Assigned task:
The expected answer holds every line from the first line of the data below through the line containing "let id = subscription.id();", exactly as written, and no other line.

Stored records:
════
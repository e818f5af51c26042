//! Token stream endpoint
//!
//! Each WebSocket client sends one token per text frame. Tokens found in the
//! library are relayed to every other client; anything else is dropped.
//! Outbound, tokens that piled up while the client's writer was busy go out
//! together in one frame, newline-delimited.

use axum::{
    extract::{
        ws::{Message, WebSocket},
        State, WebSocketUpgrade,
    },
    response::Response,
    routing::get,
    Router,
};
use futures::{SinkExt, StreamExt};
use jukebox_common::protocol::join_batch;
use jukebox_common::Token;
use tracing::{debug, info, warn};

use crate::hub::ClientId;
use crate::AppState;

/// GET /ws
pub async fn stream_socket(ws: WebSocketUpgrade, State(state): State<AppState>) -> Response {
    ws.on_upgrade(move |socket| handle_socket(socket, state))
}

async fn handle_socket(socket: WebSocket, state: AppState) {
    let mut subscription = state.hub.join();
    let id = subscription.id();
    info!("Client {} connected ({} online)", id, state.hub.client_count());

    let (mut sink, mut stream) = socket.split();

    let mut writer = tokio::spawn(async move {
        while let Some(batch) = subscription.next_batch().await {
            if sink.send(Message::Text(join_batch(&batch))).await.is_err() {
                break;
            }
        }
    });

    let reader_state = state.clone();
    let mut reader = tokio::spawn(async move {
        while let Some(Ok(message)) = stream.next().await {
            match message {
                Message::Text(text) => relay(&reader_state, id, text),
                Message::Close(_) => break,
                _ => {}
            }
        }
    });

    tokio::select! {
        _ = &mut writer => reader.abort(),
        _ = &mut reader => writer.abort(),
    }

    info!("Client {} disconnected", id);
}

fn relay(state: &AppState, from: ClientId, text: String) {
    let token = Token::from(text);
    if !state.library.contains_key(&token) {
        warn!("Rejected unknown token {:?} from client {}", token.as_str(), from);
        return;
    }

    let receivers = state.hub.publish(from, token.clone());
    debug!("Client {} sent '{}' ({} receivers)", from, token, receivers);
}

pub fn stream_routes() -> Router<AppState> {
    Router::new().route("/ws", get(stream_socket))
}
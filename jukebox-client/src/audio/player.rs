//! Device-backed playback backend
//!
//! [`AudioPlayer`] owns a dedicated `audio-output` thread holding the cpal
//! stream. The stream callback pulls frames from a shared [`Deck`] holding
//! at most one active clip, and reports start/end of that clip to the
//! session through the event channel.
//!
//! Play requests resolve the clip (preloaded or fetched on demand) in a
//! spawned task, so `play` returns immediately.

use std::sync::mpsc as std_mpsc;
use std::sync::{Arc, Mutex, MutexGuard};
use std::thread::JoinHandle;

use tracing::{debug, info, warn};

use crate::audio::loader::ClipLoader;
use crate::audio::output::AudioOutput;
use crate::audio::types::{AudioFrame, Clip};
use crate::config::AudioSettings;
use crate::error::{Error, Result};
use crate::events::{EventSender, PlaybackId, SessionEvent};
use crate::playback::{AudioAsset, PlaybackBackend};

/// Clip currently feeding the output stream
#[derive(Debug)]
struct ActiveClip {
    id: PlaybackId,
    clip: Arc<Clip>,
    position: usize,
    started: bool,
}

/// Single-slot source for the output callback
#[derive(Debug, Default)]
pub struct Deck {
    active: Option<ActiveClip>,
}

impl Deck {
    /// Put a clip on the deck. Returns the id of a clip that was still
    /// active and got replaced.
    pub fn load(&mut self, id: PlaybackId, clip: Arc<Clip>) -> Option<PlaybackId> {
        let replaced = self.active.take().map(|a| a.id);
        self.active = Some(ActiveClip {
            id,
            clip,
            position: 0,
            started: false,
        });
        replaced
    }

    pub fn is_idle(&self) -> bool {
        self.active.is_none()
    }

    /// Fill `frames` from the active clip, leaving silence after its end.
    ///
    /// Emits `PlaybackStarted` on the first buffer of a clip and
    /// `PlaybackEnded` on the buffer that consumes its last frame.
    pub fn fill(&mut self, frames: &mut [AudioFrame], events: &EventSender) {
        let Some(active) = self.active.as_mut() else {
            return;
        };

        if !active.started {
            active.started = true;
            let _ = events.send(SessionEvent::PlaybackStarted(active.id));
        }

        for frame in frames.iter_mut() {
            match active.clip.frame(active.position) {
                Some(next) => {
                    *frame = next;
                    active.position += 1;
                }
                None => break,
            }
        }

        if active.position >= active.clip.frame_count() {
            let id = active.id;
            self.active = None;
            let _ = events.send(SessionEvent::PlaybackEnded(id));
        }
    }
}

/// Lock the deck, recovering it if a holder panicked. Poison is cleared,
/// so the warning is logged once.
fn lock_deck(deck: &Mutex<Deck>) -> MutexGuard<'_, Deck> {
    deck.lock().unwrap_or_else(|poisoned| {
        warn!("Output deck lock was poisoned; recovering");
        deck.clear_poison();
        poisoned.into_inner()
    })
}

/// Playback backend driving the default (or configured) output device
pub struct AudioPlayer {
    loader: ClipLoader,
    deck: Arc<Mutex<Deck>>,
    events: EventSender,
    shutdown: Option<std_mpsc::Sender<()>>,
    thread: Option<JoinHandle<()>>,
}

impl AudioPlayer {
    /// Open the output device on its own thread and start the stream.
    ///
    /// Blocks until the device is open so configuration errors surface here.
    pub fn open(settings: &AudioSettings, http: reqwest::Client, events: EventSender) -> Result<Self> {
        let deck = Arc::new(Mutex::new(Deck::default()));
        let (ready_tx, ready_rx) = std_mpsc::channel::<Result<u32>>();
        let (shutdown_tx, shutdown_rx) = std_mpsc::channel::<()>();

        let thread_deck = Arc::clone(&deck);
        let thread_events = events.clone();
        let device = settings.device.clone();
        let volume = settings.volume;

        let thread = std::thread::Builder::new()
            .name("audio-output".to_string())
            .spawn(move || {
                let mut output = match AudioOutput::open(device.as_deref(), volume) {
                    Ok(output) => output,
                    Err(e) => {
                        let _ = ready_tx.send(Err(e));
                        return;
                    }
                };

                let started = output.start(move |frames| {
                    lock_deck(&thread_deck).fill(frames, &thread_events);
                });
                if let Err(e) = started {
                    let _ = ready_tx.send(Err(e));
                    return;
                }

                let _ = ready_tx.send(Ok(output.sample_rate()));

                // Hold the stream until the player goes away
                let _ = shutdown_rx.recv();
                debug!("Audio output thread exiting");
            })?;

        let sample_rate = ready_rx
            .recv()
            .map_err(|_| Error::AudioOutput("Audio output thread exited during startup".to_string()))??;

        info!("Audio output ready at {}Hz", sample_rate);

        Ok(Self {
            loader: ClipLoader::new(http, sample_rate),
            deck,
            events,
            shutdown: Some(shutdown_tx),
            thread: Some(thread),
        })
    }

    pub fn sample_rate(&self) -> u32 {
        self.loader.output_rate()
    }
}

impl PlaybackBackend for AudioPlayer {
    fn preload(&mut self, asset: &AudioAsset) {
        let slot = asset.clip_slot();
        let loader = self.loader.clone();
        let url = asset.url().clone();
        let token = asset.token().clone();

        tokio::spawn(async move {
            if let Err(e) = slot.get_or_load(&loader, &url).await {
                warn!("Preload of '{}' failed: {}", token, e);
            }
        });
    }

    fn play(&mut self, id: PlaybackId, asset: &AudioAsset) -> Result<()> {
        let slot = asset.clip_slot();
        let loader = self.loader.clone();
        let url = asset.url().clone();
        let deck = Arc::clone(&self.deck);
        let events = self.events.clone();

        tokio::spawn(async move {
            let outcome = match slot.get_or_load(&loader, &url).await {
                Ok(clip) => {
                    if let Some(replaced) = lock_deck(&deck).load(id, clip) {
                        warn!("Playback {} replaced unfinished playback {}", id, replaced);
                    }
                    Ok(())
                }
                Err(e) => Err(e.to_string()),
            };

            if let Err(reason) = outcome {
                let _ = events.send(SessionEvent::PlaybackFailed { id, reason });
            }
        });

        Ok(())
    }
}

impl Drop for AudioPlayer {
    fn drop(&mut self) {
        // Closing the channel releases the output thread
        self.shutdown.take();
        if let Some(thread) = self.thread.take() {
            let _ = thread.join();
        }
    }
}

#[cfg(test)]
mod tests {
    use super::*;
    use crate::events;

    fn clip(frames: usize) -> Arc<Clip> {
        let samples = (0..frames * 2).map(|i| i as f32 / 1000.0).collect();
        Arc::new(Clip::new(samples, 44100))
    }

    #[test]
    fn test_idle_deck_leaves_silence() {
        let (tx, mut rx) = events::channel();
        let mut deck = Deck::default();
        let mut frames = vec![AudioFrame::zero(); 4];

        deck.fill(&mut frames, &tx);

        assert!(frames.iter().all(|f| *f == AudioFrame::zero()));
        assert!(rx.try_recv().is_err());
    }

    #[test]
    fn test_deck_reports_start_then_end() {
        let (tx, mut rx) = events::channel();
        let mut deck = Deck::default();
        deck.load(PlaybackId(7), clip(6));

        let mut frames = vec![AudioFrame::zero(); 4];
        deck.fill(&mut frames, &tx);
        assert!(matches!(rx.try_recv(), Ok(SessionEvent::PlaybackStarted(PlaybackId(7)))));
        assert!(rx.try_recv().is_err());
        assert_eq!(frames[1], AudioFrame::from_stereo(0.002, 0.003));

        let mut frames = vec![AudioFrame::zero(); 4];
        deck.fill(&mut frames, &tx);
        assert!(matches!(rx.try_recv(), Ok(SessionEvent::PlaybackEnded(PlaybackId(7)))));
        // Tail of the buffer after the clip is silence
        assert_eq!(frames[2], AudioFrame::zero());
        assert!(deck.is_idle());
    }

    #[test]
    fn test_deck_load_reports_replaced() {
        let mut deck = Deck::default();
        assert_eq!(deck.load(PlaybackId(1), clip(2)), None);
        assert_eq!(deck.load(PlaybackId(2), clip(2)), Some(PlaybackId(1)));
    }

    #[test]
    fn test_poisoned_deck_keeps_playing() {
        let (tx, mut rx) = events::channel();
        let deck = Arc::new(Mutex::new(Deck::default()));

        let poisoner = Arc::clone(&deck);
        let _ = std::thread::spawn(move || {
            let _guard = poisoner.lock().unwrap();
            panic!("callback panicked");
        })
        .join();
        assert!(deck.is_poisoned());

        lock_deck(&deck).load(PlaybackId(1), clip(2));
        let mut frames = vec![AudioFrame::zero(); 4];
        lock_deck(&deck).fill(&mut frames, &tx);

        assert!(!deck.is_poisoned());
        assert!(matches!(rx.try_recv(), Ok(SessionEvent::PlaybackStarted(PlaybackId(1)))));
        assert!(matches!(rx.try_recv(), Ok(SessionEvent::PlaybackEnded(PlaybackId(1)))));
    }
}
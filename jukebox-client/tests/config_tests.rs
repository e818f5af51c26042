//! Client configuration tests
//!
//! Tests that touch `JUKEBOX_*` environment variables run serially.

use std::time::Duration;

use clap::Parser;
use jukebox_client::config::{Args, ClientConfig, StreamTarget};
use serial_test::serial;
use url::Url;

fn clear_env() {
    std::env::remove_var("JUKEBOX_SERVER");
    std::env::remove_var("JUKEBOX_STREAM");
}

#[test]
#[serial]
fn test_config_file_then_flags() {
    clear_env();
    let dir = tempfile::tempdir().unwrap();
    let path = dir.path().join("client.toml");
    std::fs::write(
        &path,
        r#"
        server_url = "http://sounds.lan:8080/"
        volume = 0.25
        preload = false
        "#,
    )
    .unwrap();

    let args = Args::try_parse_from([
        "jukebox",
        "--config",
        path.to_str().unwrap(),
        "--volume",
        "0.75",
    ])
    .unwrap();
    let settings = ClientConfig::load(&args).unwrap().into_settings().unwrap();

    assert_eq!(settings.server_url.as_str(), "http://sounds.lan:8080/");
    assert_eq!(settings.audio.volume, 0.75);
    assert!(!settings.preload);
    assert_eq!(settings.drain_interval, Duration::from_millis(100));
}

#[test]
#[serial]
fn test_env_supplies_server_and_stream() {
    clear_env();
    std::env::set_var("JUKEBOX_SERVER", "http://10.1.1.1:8080/");
    std::env::set_var("JUKEBOX_STREAM", "ws://10.1.1.2:9001/tokens");

    let args = Args::try_parse_from(["jukebox"]).unwrap();
    let settings = ClientConfig::default().apply_args(&args).into_settings().unwrap();
    clear_env();

    assert_eq!(settings.server_url.as_str(), "http://10.1.1.1:8080/");
    assert_eq!(
        settings.stream,
        StreamTarget::Connect(Url::parse("ws://10.1.1.2:9001/tokens").unwrap())
    );
}

#[test]
#[serial]
fn test_flag_beats_env() {
    clear_env();
    std::env::set_var("JUKEBOX_SERVER", "http://10.1.1.1:8080/");

    let args = Args::try_parse_from(["jukebox", "--server", "http://127.0.0.1:9999/"]).unwrap();
    clear_env();

    assert_eq!(args.server.as_deref(), Some("http://127.0.0.1:9999/"));
}

#[test]
#[serial]
fn test_missing_explicit_config_is_error() {
    clear_env();
    let dir = tempfile::tempdir().unwrap();
    let args = Args::try_parse_from([
        "jukebox",
        "--config",
        dir.path().join("absent.toml").to_str().unwrap(),
    ])
    .unwrap();

    assert!(ClientConfig::load(&args).is_err());
}
//! Bootstrap configuration loading
//!
//! Settings are resolved in priority order:
//! 1. Command-line arguments (handled by each binary with clap, including
//!    environment variable fallbacks)
//! 2. TOML configuration file
//! 3. Built-in defaults
//!
//! A missing configuration file is not an error: the module logs it and
//! starts with defaults. A file that exists but cannot be parsed is.

use std::path::{Path, PathBuf};

use serde::de::DeserializeOwned;
use serde::Deserialize;
use tracing::{debug, info};

use crate::{Error, Result};

/// Directory name under the platform config dir
const CONFIG_DIR_NAME: &str = "jukebox";

/// Logging section shared by every module's TOML file
#[derive(Debug, Clone, Deserialize, PartialEq, Eq)]
pub struct LoggingConfig {
    /// Log level (trace, debug, info, warn, error)
    #[serde(default = "default_log_level")]
    pub level: String,
}

impl Default for LoggingConfig {
    fn default() -> Self {
        Self {
            level: default_log_level(),
        }
    }
}

impl LoggingConfig {
    /// Filter directive used when RUST_LOG is not set, e.g. `jukebox_client=info`
    pub fn default_directive(&self, target: &str) -> String {
        format!("{}={}", target, self.level)
    }
}

fn default_log_level() -> String {
    "info".to_string()
}

/// Default configuration file for a module
///
/// `~/.config/jukebox/<module>.toml` on Linux, the equivalent per-user
/// config directory elsewhere.
pub fn default_config_path(module: &str) -> Option<PathBuf> {
    dirs::config_dir().map(|d| d.join(CONFIG_DIR_NAME).join(format!("{}.toml", module)))
}

/// Load a module's TOML configuration
///
/// - `explicit`: a path given on the command line. It must exist.
/// - Otherwise the default path is tried; if absent, `T::default()` is used.
pub fn load_config<T>(explicit: Option<&Path>, module: &str) -> Result<T>
where
    T: DeserializeOwned + Default,
{
    if let Some(path) = explicit {
        if !path.exists() {
            return Err(Error::Config(format!(
                "config file not found: {}",
                path.display()
            )));
        }
        return parse_file(path);
    }

    match default_config_path(module) {
        Some(path) if path.exists() => parse_file(&path),
        Some(path) => {
            info!(
                "No config file at {}, using built-in defaults",
                path.display()
            );
            Ok(T::default())
        }
        None => {
            info!("No platform config directory, using built-in defaults");
            Ok(T::default())
        }
    }
}

fn parse_file<T: DeserializeOwned>(path: &Path) -> Result<T> {
    debug!("Loading config file {}", path.display());
    let content = std::fs::read_to_string(path)?;
    toml::from_str(&content)
        .map_err(|e| Error::Config(format!("failed to parse {}: {}", path.display(), e)))
}

#[cfg(test)]
mod tests {
    use super::*;

    #[test]
    fn test_logging_default() {
        let logging = LoggingConfig::default();
        assert_eq!(logging.level, "info");
        assert_eq!(logging.default_directive("jukebox_server"), "jukebox_server=info");
    }

    #[test]
    fn test_default_config_path_names_module() {
        if let Some(path) = default_config_path("client") {
            assert!(path.ends_with("jukebox/client.toml"));
        }
    }
}
//! Audio layer: clip loading, decoding and device output
//!
//! **Pipeline:** HTTP/file bytes → symphonia decode → rubato resample to the
//! device rate → cpal output stream on a dedicated thread.

pub mod decoder;
pub mod loader;
pub mod output;
pub mod player;
pub mod resampler;
pub mod types;

pub use loader::{ClipLoader, ClipSlot};
pub use output::AudioOutput;
pub use player::AudioPlayer;
pub use types::{AudioFrame, Clip};
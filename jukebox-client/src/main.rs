//! Jukebox client - main entry point
//!
//! Fetches the sound manifest, joins the token stream and plays every
//! token it hears, one at a time. Lines typed on stdin activate tokens
//! locally and are shared with everyone else on the stream.

use anyhow::{Context, Result};
use clap::Parser;
use tokio::signal;
use tokio::sync::mpsc;
use tracing::{error, info};
use tracing_subscriber::{layer::SubscriberExt, util::SubscriberInitExt, EnvFilter};

use jukebox_client::audio::{AudioOutput, AudioPlayer};
use jukebox_client::config::{Args, ClientConfig, StreamTarget};
use jukebox_client::events::{self, CloseReason, SessionEvent};
use jukebox_client::transcript::Transcript;
use jukebox_client::{input, net, Session};

#[tokio::main]
async fn main() -> Result<()> {
    let args = Args::parse();

    // Config is needed before tracing to pick the log level
    let config = ClientConfig::load(&args).context("Failed to load configuration")?;

    tracing_subscriber::registry()
        .with(
            EnvFilter::try_from_default_env()
                .unwrap_or_else(|_| config.logging.default_directive("jukebox_client").into()),
        )
        .with(tracing_subscriber::fmt::layer().with_writer(std::io::stderr))
        .init();

    info!(
        "Starting jukebox v{} [{}] built {} ({})",
        env!("CARGO_PKG_VERSION"),
        env!("GIT_HASH"),
        env!("BUILD_TIMESTAMP"),
        env!("BUILD_PROFILE")
    );

    if args.list_devices {
        for name in AudioOutput::list_devices().context("Failed to list audio devices")? {
            println!("{}", name);
        }
        return Ok(());
    }

    let settings = config.into_settings().context("Invalid configuration")?;
    info!("Server: {}", settings.server_url);

    let (events_tx, events_rx) = events::channel();
    let http = reqwest::Client::new();

    let player = AudioPlayer::open(&settings.audio, http.clone(), events_tx.clone())
        .context("Failed to open audio output")?;

    tokio::spawn(net::load_manifest(
        http,
        settings.server_url.clone(),
        events_tx.clone(),
    ));

    let outbound = match &settings.stream {
        StreamTarget::Connect(url) => {
            let (outbound_tx, outbound_rx) = mpsc::unbounded_channel();
            tokio::spawn(net::run_connection(url.clone(), events_tx.clone(), outbound_rx));
            Some(outbound_tx)
        }
        StreamTarget::Unsupported(reason) => {
            // Logged by the dispatcher when the close is handled
            let _ = events_tx.send(SessionEvent::ConnectionClosed(CloseReason::Unsupported(
                reason.clone(),
            )));
            None
        }
    };

    tokio::spawn(input::read_stdin(events_tx));

    let session = Session::new(
        settings.session_config(),
        player,
        outbound,
        Transcript::echoing(),
    );

    tokio::select! {
        summary = session.run(events_rx) => {
            info!(
                "Played {} sound(s); {} unknown, {} failed, {} left unplayed",
                summary.played, summary.dropped, summary.failed, summary.discarded
            );
        }
        _ = shutdown_signal() => {}
    }

    info!("Jukebox stopped");

    // A blocking stdin read cannot be cancelled and would hold up runtime shutdown
    std::process::exit(0)
}

/// Resolves on Ctrl+C or SIGTERM
async fn shutdown_signal() {
    let ctrl_c = async {
        if let Err(e) = signal::ctrl_c().await {
            error!("Failed to install Ctrl+C handler: {}", e);
            std::future::pending::<()>().await;
        }
    };

    #[cfg(unix)]
    let terminate = async {
        match signal::unix::signal(signal::unix::SignalKind::terminate()) {
            Ok(mut sigterm) => {
                sigterm.recv().await;
            }
            Err(e) => {
                error!("Failed to install signal handler: {}", e);
                std::future::pending::<()>().await;
            }
        }
    };

    #[cfg(not(unix))]
    let terminate = std::future::pending::<()>();

    tokio::select! {
        _ = ctrl_c => {
            info!("Received Ctrl+C, shutting down");
        },
        _ = terminate => {
            info!("Received terminate signal, shutting down");
        },
    }
}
════
Exercise answer:
repository e818f5af51c26042
//! Token stream endpoint
//!
//! Each WebSocket client sends one token per text frame. Tokens found in the
//! library are relayed to every other client; anything else is dropped.
//! Outbound, tokens that piled up while the client's writer was busy go out
//! together in one frame, newline-delimited.

use axum::{
    extract::{
        ws::{Message, WebSocket},
        State, WebSocketUpgrade,
    },
    response::Response,
    routing::get,
    Router,
};
use futures::{SinkExt, StreamExt};
use jukebox_common::protocol::join_batch;
use jukebox_common::Token;
use tracing::{debug, info, warn};

use crate::hub::ClientId;
use crate::AppState;

/// GET /ws
pub async fn stream_socket(ws: WebSocketUpgrade, State(state): State<AppState>) -> Response {
    ws.on_upgrade(move |socket| handle_socket(socket, state))
}

async fn handle_socket(socket: WebSocket, state: AppState) {
    let mut subscription = state.hub.join();
    let id = subscription.id();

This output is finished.